> _REQUIRED WORK_
Entries follow. Give back exactly the lines starting at the one containing "repository e74bf382ae9c0061" and ending at the one containing "MongoDB - safety", and no other lines.

> _MATERIAL PROVIDED_
========================
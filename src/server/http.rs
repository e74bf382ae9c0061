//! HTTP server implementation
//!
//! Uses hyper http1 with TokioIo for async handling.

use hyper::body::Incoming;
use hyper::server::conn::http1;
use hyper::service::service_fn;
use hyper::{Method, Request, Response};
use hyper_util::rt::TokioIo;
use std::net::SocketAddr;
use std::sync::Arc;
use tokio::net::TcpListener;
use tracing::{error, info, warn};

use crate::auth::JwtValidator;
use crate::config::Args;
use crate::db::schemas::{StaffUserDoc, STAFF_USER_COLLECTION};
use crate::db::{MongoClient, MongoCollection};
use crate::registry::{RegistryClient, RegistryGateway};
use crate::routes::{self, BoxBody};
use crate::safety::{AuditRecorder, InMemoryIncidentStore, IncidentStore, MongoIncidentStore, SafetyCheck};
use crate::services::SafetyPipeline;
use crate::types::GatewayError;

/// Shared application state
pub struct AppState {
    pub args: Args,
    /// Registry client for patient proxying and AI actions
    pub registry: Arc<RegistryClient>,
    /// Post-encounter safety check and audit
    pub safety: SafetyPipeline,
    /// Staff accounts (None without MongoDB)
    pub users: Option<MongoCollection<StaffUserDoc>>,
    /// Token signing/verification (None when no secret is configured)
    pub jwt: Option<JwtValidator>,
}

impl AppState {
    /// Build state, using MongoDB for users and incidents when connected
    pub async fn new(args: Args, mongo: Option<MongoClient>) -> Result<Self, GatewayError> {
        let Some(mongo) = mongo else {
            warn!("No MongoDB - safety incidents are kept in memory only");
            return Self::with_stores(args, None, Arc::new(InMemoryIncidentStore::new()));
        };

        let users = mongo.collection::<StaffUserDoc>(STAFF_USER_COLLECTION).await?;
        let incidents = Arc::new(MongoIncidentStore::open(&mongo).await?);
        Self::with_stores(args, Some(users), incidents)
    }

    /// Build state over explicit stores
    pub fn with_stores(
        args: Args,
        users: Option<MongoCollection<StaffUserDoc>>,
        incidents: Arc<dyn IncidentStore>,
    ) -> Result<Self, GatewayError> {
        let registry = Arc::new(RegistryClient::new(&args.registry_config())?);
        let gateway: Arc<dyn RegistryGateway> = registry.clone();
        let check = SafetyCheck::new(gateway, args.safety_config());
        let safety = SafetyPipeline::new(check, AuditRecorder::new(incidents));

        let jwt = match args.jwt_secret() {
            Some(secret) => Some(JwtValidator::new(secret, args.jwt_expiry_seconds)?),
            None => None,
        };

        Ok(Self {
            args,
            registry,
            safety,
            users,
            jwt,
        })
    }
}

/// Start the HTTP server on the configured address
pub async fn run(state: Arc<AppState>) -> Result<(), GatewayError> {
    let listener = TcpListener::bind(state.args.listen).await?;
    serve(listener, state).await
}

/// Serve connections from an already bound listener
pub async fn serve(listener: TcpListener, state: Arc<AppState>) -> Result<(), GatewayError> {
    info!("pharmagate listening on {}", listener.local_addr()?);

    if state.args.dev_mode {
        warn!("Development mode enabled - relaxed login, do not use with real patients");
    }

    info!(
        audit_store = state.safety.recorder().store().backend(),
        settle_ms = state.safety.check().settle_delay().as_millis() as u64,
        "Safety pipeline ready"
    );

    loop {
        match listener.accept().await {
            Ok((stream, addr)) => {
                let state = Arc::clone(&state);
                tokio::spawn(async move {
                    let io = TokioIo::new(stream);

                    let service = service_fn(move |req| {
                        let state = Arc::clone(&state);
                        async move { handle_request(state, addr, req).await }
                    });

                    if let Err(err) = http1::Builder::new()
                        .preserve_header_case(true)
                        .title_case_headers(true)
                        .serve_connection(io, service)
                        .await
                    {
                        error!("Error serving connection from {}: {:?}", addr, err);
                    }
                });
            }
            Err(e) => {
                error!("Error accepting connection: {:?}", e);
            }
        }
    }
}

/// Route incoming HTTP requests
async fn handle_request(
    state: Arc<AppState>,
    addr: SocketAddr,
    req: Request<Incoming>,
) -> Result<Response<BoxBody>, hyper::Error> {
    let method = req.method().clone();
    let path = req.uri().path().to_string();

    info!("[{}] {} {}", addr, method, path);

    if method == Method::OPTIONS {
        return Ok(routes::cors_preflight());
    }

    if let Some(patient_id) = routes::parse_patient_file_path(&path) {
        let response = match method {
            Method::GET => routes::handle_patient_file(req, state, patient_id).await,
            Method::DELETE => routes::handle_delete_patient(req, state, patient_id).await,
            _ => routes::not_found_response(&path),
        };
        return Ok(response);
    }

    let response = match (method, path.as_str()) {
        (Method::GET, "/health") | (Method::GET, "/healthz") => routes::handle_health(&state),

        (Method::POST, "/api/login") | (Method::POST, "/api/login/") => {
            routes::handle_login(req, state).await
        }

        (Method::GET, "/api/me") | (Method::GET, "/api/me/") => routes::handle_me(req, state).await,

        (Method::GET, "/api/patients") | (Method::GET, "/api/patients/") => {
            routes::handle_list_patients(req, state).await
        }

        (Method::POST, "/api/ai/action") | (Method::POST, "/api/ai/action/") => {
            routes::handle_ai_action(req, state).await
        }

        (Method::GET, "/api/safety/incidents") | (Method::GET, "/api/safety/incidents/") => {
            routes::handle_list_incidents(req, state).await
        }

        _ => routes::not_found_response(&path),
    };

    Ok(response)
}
========================
> _TASK OUTPUT_
repository e74bf382ae9c0061
//! HTTP server implementation
//!
//! Uses hyper http1 with TokioIo for async handling.

use hyper::body::Incoming;
use hyper::server::conn::http1;
use hyper::service::service_fn;
use hyper::{Method, Request, Response};
use hyper_util::rt::TokioIo;
use std::net::SocketAddr;
use std::sync::Arc;
use tokio::net::TcpListener;
use tracing::{error, info, warn};

use crate::auth::JwtValidator;
use crate::config::Args;
use crate::db::schemas::{StaffUserDoc, STAFF_USER_COLLECTION};
use crate::db::{MongoClient, MongoCollection};
use crate::registry::{RegistryClient, RegistryGateway};
use crate::routes::{self, BoxBody};
use crate::safety::{AuditRecorder, InMemoryIncidentStore, IncidentStore, MongoIncidentStore, SafetyCheck};
use crate::services::SafetyPipeline;
use crate::types::GatewayError;

/// Shared application state
pub struct AppState {
    pub args: Args,
    /// Registry client for patient proxying and AI actions
    pub registry: Arc<RegistryClient>,
    /// Post-encounter safety check and audit
    pub safety: SafetyPipeline,
    /// Staff accounts (None without MongoDB)
    pub users: Option<MongoCollection<StaffUserDoc>>,
    /// Token signing/verification (None when no secret is configured)
    pub jwt: Option<JwtValidator>,
}

impl AppState {
    /// Build state, using MongoDB for users and incidents when connected
    pub async fn new(args: Args, mongo: Option<MongoClient>) -> Result<Self, GatewayError> {
        let Some(mongo) = mongo else {
            warn!("No MongoDB - safety incidents are kept in memory only");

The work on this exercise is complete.